Choose whether minimum relaxation cost results are applied directly to the model (
minrelax
-option), meaning a constraint is added to ensure that the minimum relaxation is not exceeded. The details are discussed below.
All feasRelax
routines are destructive, meaning they directly modify the
model on which they are invoked. The above-listed options are handled via
function parameters. In the following, we discuss how the relaxation model will
look like, i.e., how the model is modified when calling the feasRelax
routine. First, we assume that the minrelax
-option is not set, i.e., the
original model is relaxed to minimize a chosen relaxation cost. We will discuss
how the relaxation model will look like for the three different measures of
relaxation cost. In a subsequent section, we discuss what happens when the
minrelax
-option is set to true.
For simplicity, we assume that all variable bounds and all constraints are allowed to be relaxed and all penalties are set to 1.

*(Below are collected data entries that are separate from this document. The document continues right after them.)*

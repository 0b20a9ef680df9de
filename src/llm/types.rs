//! Message types for generation requests.

use serde::{Deserialize, Serialize};

/// Role of a message in a generation request.
#[derive(Debug, Clone, Copy, PartialEq, Eq, Serialize, Deserialize)]
#[serde(rename_all = "lowercase")]
pub enum Role {
    /// Instructions: dialect, allowed table and columns, output rules.
    System,
    /// The user's question.
    User,
    /// A model response.
    Assistant,
}

impl Role {
    /// Returns the role as a string for API requests.
    pub fn as_str(&self) -> &'static str {
        match self {
            Self::System => "system",
            Self::User => "user",
            Self::Assistant => "assistant",
        }
    }
}

/// A single message sent to a generation backend.
#[derive(Debug, Clone, PartialEq, Eq, Serialize, Deserialize)]
pub struct Message {
    pub role: Role,
    pub content: String,
}

impl Message {
    /// Creates a new message with the given role and content.
    pub fn new(role: Role, content: impl Into<String>) -> Self {
        Self {
            role,
            content: content.into(),
        }
    }

    pub fn system(content: impl Into<String>) -> Self {
        Self::new(Role::System, content)
    }

    pub fn user(content: impl Into<String>) -> Self {
        Self::new(Role::User, content)
    }

    pub fn assistant(content: impl Into<String>) -> Self {
        Self::new(Role::Assistant, content)
    }
}
/// Maps sqlx connection errors to user-facing messages.
fn map_connection_error(error: sqlx::Error) -> TabletalkError {
    let error_str = error.to_string().to_lowercase();

    if error_str.contains("connection refused") || error_str.contains("could not connect") {
        TabletalkError::store("Cannot connect to PostgreSQL. Check that the server is running.")
    } else if error_str.contains("password authentication failed")
        || error_str.contains("authentication failed")
    {
        TabletalkError::store("PostgreSQL authentication failed. Check your credentials.")
    } else if error_str.contains("does not exist") && error_str.contains("database") {
        TabletalkError::store("The configured PostgreSQL database does not exist.")
    } else if error_str.contains("timed out") || error_str.contains("timeout") {
        TabletalkError::store("Connection to PostgreSQL timed out.")
    } else {
        TabletalkError::store(error.to_string())
    }
}

/// Formats a query error with detail and hint if available.
fn format_query_error(error: sqlx::Error) -> String {
    let Some(db_error) = error.as_database_error() else {
        return error.to_string();
    };

    let mut result = format!("ERROR: {}", db_error.message());
    if let Some(pg_error) = db_error.try_downcast_ref::<sqlx::postgres::PgDatabaseError>() {
        if let Some(detail) = pg_error.detail() {
            result.push_str("\n  DETAIL: ");
            result.push_str(detail);
        }
        if let Some(hint) = pg_error.hint() {
            result.push_str("\n  HINT: ");
            result.push_str(hint);
        }
    }
    result
}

Measure of Relaxation Cost#
Gurobi provides three options to measure the relaxation cost, which can be
interpreted as the L1, L2, and L0 norms of the violations. The function
parameter relaxobjtype
controls which measure is used. In the following we
will discuss the three different relaxation cost on an example. Consider the
following model, given in LP format:
Minimize
obj: x + y
Subject To
ct1: x - y = 0
Bounds
1 <= x <= 2
3 <= y
General
x
End
Sum of Violations (relaxobjtype=0
)#
One natural measure is to minimize the sum of all (bound and constraint) violations, i.e., to relax the model in the following way:
Minimize
ArtL_x + ArtU_x + ArtL_y + ArtP_ct1 + ArtN_ct1
Subject To
ct1: x - y + ArtP_ct1 - ArtN_ct1 = 0
CArtL_x: x + ArtL_x >= 1
CArtU_x: x - ArtU_x <= 2
CArtL_y: y + ArtL_y >= 3
Bounds
x free
y free
Generals
x
End
For both bounds of the variable x
, and for the lower
bound of y
, variables ArtL_x
, ArtU_x
and
ArtL_y
were created. These variables are continuous and non-negative.

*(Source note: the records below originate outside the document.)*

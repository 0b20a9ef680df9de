//! The ask pipeline: question in, shaped result out.
//!
//! Stages run strictly in order: introspect, synthesize, sanitize, validate,
//! execute, shape. Each stage is its own module so it can be tested alone.

pub mod executor;
pub mod introspect;
pub mod sanitize;
pub mod shaper;
pub mod synth;

use std::fmt;

use tracing::{debug, warn};

pub use executor::QueryExecutor;
pub use introspect::{DatasetSchema, SchemaIntrospector};
pub use sanitize::sanitize;
pub use shaper::{shape, ChartHint, Shaped};
pub use synth::QuerySynthesizer;

use crate::api::AskResponse;
use crate::error::{Result, TabletalkError};
use crate::safety::QueryValidator;

/// Where a request is in the pipeline.
#[derive(Debug, Clone, Copy, PartialEq, Eq)]
pub enum Stage {
    Received,
    Introspected,
    Synthesized,
    Sanitized,
    Validated,
    Executed,
    Shaped,
    Responded,
    /// Terminal: the candidate failed validation.
    Rejected,
    /// Terminal: introspection, generation or execution failed.
    Failed,
}

impl fmt::Display for Stage {
    fn fmt(&self, f: &mut fmt::Formatter<'_>) -> fmt::Result {
        let name = match self {
            Self::Received => "received",
            Self::Introspected => "introspected",
            Self::Synthesized => "synthesized",
            Self::Sanitized => "sanitized",
            Self::Validated => "validated",
            Self::Executed => "executed",
            Self::Shaped => "shaped",
            Self::Responded => "responded",
            Self::Rejected => "rejected",
            Self::Failed => "failed",
        };
        write!(f, "{name}")
    }
}

/// Tracks and logs stage transitions for one request.
struct Progress<'a> {
    dataset_id: &'a str,
    stage: Stage,
}

impl<'a> Progress<'a> {
    fn start(dataset_id: &'a str) -> Self {
        debug!(dataset_id, "Ask {}", Stage::Received);
        Self {
            dataset_id,
            stage: Stage::Received,
        }
    }

    fn advance(&mut self, stage: Stage) {
        debug!(dataset_id = self.dataset_id, "Ask {} -> {}", self.stage, stage);
        self.stage = stage;
    }

    fn terminal(&self, err: &TabletalkError) -> Stage {
        let terminal = match err {
            TabletalkError::Rejected(_) => Stage::Rejected,
            _ => Stage::Failed,
        };
        warn!(
            dataset_id = self.dataset_id,
            "Ask {} after reaching {}: {}", terminal, self.stage, err
        );
        terminal
    }
}

/// Composes the six stages. Holds no per-request state.
#[derive(Clone)]
pub struct AskPipeline {
    introspector: SchemaIntrospector,
    synthesizer: QuerySynthesizer,
    validator: QueryValidator,
    executor: QueryExecutor,
}

impl AskPipeline {
    pub fn new(
        introspector: SchemaIntrospector,
        synthesizer: QuerySynthesizer,
        validator: QueryValidator,
        executor: QueryExecutor,
    ) -> Self {
        Self {
            introspector,
            synthesizer,
            validator,
            executor,
        }
    }

    /// Answers a question about one dataset.
    ///
    /// Any failure before the query runs returns an error, never a partial
    /// result. Nothing is retried.
    pub async fn ask(&self, dataset_id: &str, question: &str) -> Result<AskResponse> {
        let mut progress = Progress::start(dataset_id);
        match self.run(dataset_id, question, &mut progress).await {
            Ok(response) => {
                progress.advance(Stage::Responded);
                Ok(response)
            }
            Err(err) => {
                progress.terminal(&err);
                Err(err)
            }
        }
    }

    async fn run(
        &self,
        dataset_id: &str,
        question: &str,
        progress: &mut Progress<'_>,
    ) -> Result<AskResponse> {
        let schema = self.introspector.columns(dataset_id).await?;
        progress.advance(Stage::Introspected);

        let raw = self.synthesizer.synthesize(question, &schema).await?;
        progress.advance(Stage::Synthesized);

        let candidate = sanitize(&raw);
        progress.advance(Stage::Sanitized);
        debug!(dataset_id, "Candidate query: {}", candidate);

        let query = self
            .validator
            .validate(&candidate, &schema.table, &schema.columns)?;
        progress.advance(Stage::Validated);

        let result = self.executor.execute(&query).await?;
        progress.advance(Stage::Executed);

        let Shaped { summary, chart } = shape(&result);
        progress.advance(Stage::Shaped);

        Ok(AskResponse {
            answer_text: summary,
            data: result.into_records(),
            chart,
        })
    }
}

Their values will be the violations of the (implied) constraints enforcing the
bounds of the original variables.
Two other variables ArtP_ct1
and ArtN_ct1
were created to represent
the positive and negative violations of the equality constraint ct1
.
The objective is the sum of all these artificial variables to count the total violation. As mentioned above, it is possible to define penalties for the individual bounds and constraints so that the objective can be a weighted sum of violations as well.

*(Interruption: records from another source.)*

//! tabletalk - natural-language questions over uploaded CSV datasets.
//!
//! A question about one dataset goes through a fixed pipeline: introspect the
//! dataset's columns, generate a candidate query, sanitize it, validate it
//! against an allow-list, execute it read-only, and shape the result.

pub mod api;
pub mod app;
pub mod config;
pub mod error;
pub mod ingest;
pub mod llm;
pub mod query;
pub mod safety;
pub mod store;

pub use app::Tabletalk;
pub use error::{Result, TabletalkError};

Sum of Squares of Violations (relaxobjtype=1
)#
It is also common to minimize the sum of squares of all violations. This results in the same relaxation model with a different objective:
Minimize
[ ArtL_x ^2 + ArtU_x ^2 + ArtL_y ^2 + ArtP_ct1 ^2 + ArtN_ct1 ^2 ] / 2
Subject To
ct1: x - y + ArtP_ct1 - ArtN_ct1 = 0
CArtL_x: x + ArtL_x >= 1
CArtU_x: x - ArtU_x <= 2
CArtL_y: y + ArtL_y >= 3
Bounds
x free
y free
Generals
x
End
The objective is the sum of squares of the violations. Using penalties for the individual bounds and constraints result in a weighted sum of squares.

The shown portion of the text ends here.